= Annexin A5 affinity assay =

In molecular biology, an annexin A5 affinity assay is a test to quantify the number of cells undergoing apoptosis. The assay uses the protein annexin A5 to tag apoptotic and dead cells, and the numbers are then counted using either flow cytometry or a fluorescence microscope.

The annexin a5 protein binds to apoptotic cells in a calcium-dependent manner using phosphatidylserine-containing membrane surfaces that are usually present only on the inner leaflet of the membrane.

==Background==
Apoptosis is a form of programmed cell death that is used by the body to remove unwanted, damaged, or senescent cells from tissues. Removal of apoptotic cells is carried out via phagocytosis by white blood cells such as macrophages and dendritic cells. Phagocytic white blood cells recognize apoptotic cells by their exposure of negatively charged phospholipids (phosphatidylserine) on the cell surface.

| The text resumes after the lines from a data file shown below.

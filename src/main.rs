//! CampusHub
//!
//! Main application entry point: opens the configured store, reconciles it,
//! reports its state and flushes it back.

use anyhow::Context;
use tracing::{info, warn};

use campus_hub::{config::Settings, utils::helpers::format_timestamp, utils::logging, CampusHub};

#[tokio::main]
async fn main() -> anyhow::Result<()> {
    dotenv::dotenv().ok();

    // Load configuration
    let settings = Settings::new().context("failed to load settings")?;
    settings.validate()?;

    // Initialize logging; the guard keeps the file writer alive
    let _guard = logging::init_logging(&settings.logging)?;

    info!("Starting {}...", campus_hub::info());
    info!(backend = ?settings.storage.backend, "Opening event store...");

    let hub = CampusHub::open(settings).await.context("failed to open event store")?;

    let report = hub.reconcile_report().clone();
    info!(
        events = report.events_loaded,
        registrations = report.registrations_loaded,
        seats_corrected = report.seats_corrected,
        duplicates_demoted = report.duplicates_demoted,
        orphaned = report.orphaned_registrations,
        "Store reconciled"
    );
    if report.over_capacity_events > 0 {
        warn!(events = report.over_capacity_events, "Events hold more registrations than seats");
    }

    for event in hub.list_events_by_schedule().await {
        let registered = hub.get_registered_count(&event.id).await?;
        info!(
            event_id = %event.id,
            title = %event.title,
            date = %event.date,
            time = %event.time,
            status = %event.status,
            registered,
            remaining_seats = event.remaining_seats,
            full = event.is_full(),
            updated = %format_timestamp(event.updated_at),
            "Event"
        );
    }

    let violations = hub.manager().read(|ledger| ledger.invariant_violations()).await;
    for violation in &violations {
        warn!(%violation, "Consistency check failed");
    }

    hub.shutdown().await.context("failed to flush event store")?;
    info!("{} has been shut down.", campus_hub::NAME);

    Ok(())
}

In normal cells, the negative phospholipids reside on the inner side of the cellular membrane while the outer surface of the membrane is occupied by uncharged phospholipids. After a cell has entered apoptosis, the negatively charged phospholipids are transported to the outer cell surface by a hypothetical protein known as scramblase. Phagocytic white blood cells express a receptor that can bind to and detect the negatively charged phospholipids on the apoptotic cell surfaces. After detection the apoptotic cells are removed.

==Detection of cell death with annexin A5==

Healthy individual apoptotic cells are rapidly removed by phagocytes. However, in pathological processes, the removal of apoptotic cells may be delayed or even absent. Dying cells in tissue can be detected with annexin A5. Labeling of annexin A5 with fluorescent or radioactive molecules makes it possible to detect binding of labeled annexin A5 to the cell surface of apoptotic cells. After binding to the phospholipid surface, annexin A5 assembles into a trimeric cluster. This trimer consists of three annexin A5 molecules that are bound to each other via non-covalent protein-protein interactions. The formation of annexin A5 trimers results in the formation of a two-dimensional crystal lattice on the phospholipid membrane. This clustering of annexin A5 on the membrane greatly increases the intensity of annexin A5 when labeled with a fluorescent or radioactive probe. Two-dimensional crystal formation is believed to cause internalization of annexin A5 through a novel process of endocytosis if it occurs on cells that are in the early phase of executing cell death. Internalization amplifies additionally the intensity of the annexin A5 stained cell.

Annexin A5 has been used to successively detect apoptotic cells in vitro and in vivo. Pathological processes in which apoptosis occurs include inflammation, ischemia damage of the heart caused by myocardial infarction, apoptotic white blood cells and smooth muscle cells present in atherosclerotic plaques of blood vessels, transplanted organs in the donor patient that are rejected by the immune system or tumour cells that are exposed to cytostatic drugs during chemotherapy.

The non-invasive detection of diseased tissue with, for example, radioactively labeled annexin A5 is the goal of a recently developed line of research known as Molecular Imaging.

Molecular Imaging of cell death using radioactive annexin A5 can become of clinical significance to diagnose vulnerability of atherosclerotic plaques (unstable atherosclerosis), heart failure, transplant rejection, and to monitor efficacy of anti-cancer therapy.